ENFILE is returned if VexOs can’t open the file or pros is out of file handles (32, but they’re used for a couple of other things as well, besides sd card files). A couple of things you might want to look into:
Double check that you don’t have multiple handles open to the same file.
You don’t have a lot of files or what not open, and that you’re closing the ones you use. Seeing you’re resorting to copying files, my guess the problem is in this direction.

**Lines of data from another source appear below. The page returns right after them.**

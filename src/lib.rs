//! # examiner-gateway
//!
//! HTTP backend for an IELTS writing examiner and a spoken-language
//! translator. Requests are forwarded to a language model, a speech-to-text
//! service and a text-to-speech service; replies are validated and reshaped
//! into typed JSON for the web client.
//!
//! ## Endpoints
//!
//! - `POST /api/py/evaluate`, `POST /api/py/evaluate-multi`: essay scoring
//!   from text or photographed pages
//! - `POST /api/py/process-audio`: transcribe, translate and re-voice a clip
//! - `POST /api/py/transcribe`, `POST /api/py/text-to-speech`
//! - `GET /api/py/audio/{id}`: stream synthesized audio, with byte ranges
//!
//! ## Running
//!
//! ```rust,no_run
//! use examiner_gateway::{Config, Gateway};
//!
//! #[tokio::main]
//! async fn main() -> Result<(), Box<dyn std::error::Error>> {
//!     let config = Config::from_file("config/gateway.yaml").await?;
//!     let gateway = Gateway::new(config)?;
//!     gateway.run().await?;
//!     Ok(())
//! }
//! ```

#![allow(missing_docs)]
#![warn(clippy::all)]
#![allow(clippy::module_inception)]

pub mod config;
pub mod core;
pub mod server;
pub mod storage;
pub mod utils;

// Re-export main types
pub use config::Config;
pub use core::essay::{EssayEvaluation, EssayEvaluator, overall_band, word_count};
pub use core::providers::{ProviderError, Providers};
pub use core::speech::SpeechTranslator;
pub use storage::AudioStore;
pub use utils::error::{GatewayError, Result};

use serde::Serialize;
use tracing::info;

/// A configured gateway ready to serve
pub struct Gateway {
    server: server::HttpServer,
}

impl Gateway {
    /// Create a new gateway instance with the production provider clients
    pub fn new(config: Config) -> Result<Self> {
        info!("Creating new gateway instance");
        let server = server::HttpServer::new(&config)?;
        Ok(Self { server })
    }

    /// Run the gateway server
    pub async fn run(self) -> Result<()> {
        info!("Starting examiner gateway {}", VERSION);
        self.server.start().await
    }
}

// Version information
/// Current version of the crate
pub const VERSION: &str = env!("CARGO_PKG_VERSION");
/// Name of the crate
pub const NAME: &str = env!("CARGO_PKG_NAME");
/// Description of the crate
pub const DESCRIPTION: &str = env!("CARGO_PKG_DESCRIPTION");

/// Gateway build information
#[derive(Debug, Clone, Serialize)]
pub struct BuildInfo {
    /// Version number
    pub version: &'static str,
    /// Build time, seconds since the Unix epoch
    pub build_time: &'static str,
    /// Git commit hash
    pub git_hash: &'static str,
}

impl Default for BuildInfo {
    fn default() -> Self {
        Self {
            version: VERSION,
            build_time: env!("GATEWAY_BUILD_TIME"),
            git_hash: env!("GATEWAY_GIT_HASH"),
        }
    }
}

/// Build information stamped at compile time
pub fn build_info() -> BuildInfo {
    BuildInfo::default()
}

The last 4 chars not appearing on the console is probably because you weren’t flushing it.

4 Likes

@Johnmandrake I think the problem may have been multiple calls to test if a file existed EX: if(fopen("FILENAME","r") == NULL) thank you. I changed it to :
if( (readFile = fopen("FILENAME","r")) == NULL ) and call fclose when the file is not needed. But now errno is set to ENODEV (19) and the file still isn’t writting. What does this mean?

Edit: GNU error codes says: “No such device.” The wrong type of device was given to a function that expects a particular sort of device. This still doesn’t make much sense to me though

@technik3k The file is not hidden or set to read-only. The attribute reads “N” however, I don’t think that an indication of any error.

this is very strange. there’s no code path in the open syscall that sets ENODEV… and it doesn’t look like fopen does anything special with errno when it returns a null pointer.

can you summarize again what exactly the problem is? I’m having trouble stringing all the threads in this thread into a single coherent narrative.

from what I understand, you have code that

  • opens file A for reading
  • opens file B for writing
  • writes the contents of file A into file B
  • closes both files

and the result is that file B is created, but nothing is written to it?

are you able to reproduce this behavior with writing in the minimal case? i.e. open a single file and write to it.
if that works, are you able to write to more than one file at once? i.e. open two files, write to each of them, then close both.

make sure to log values of errno after every call to fopen, fwrite, fputc, fputs, etc.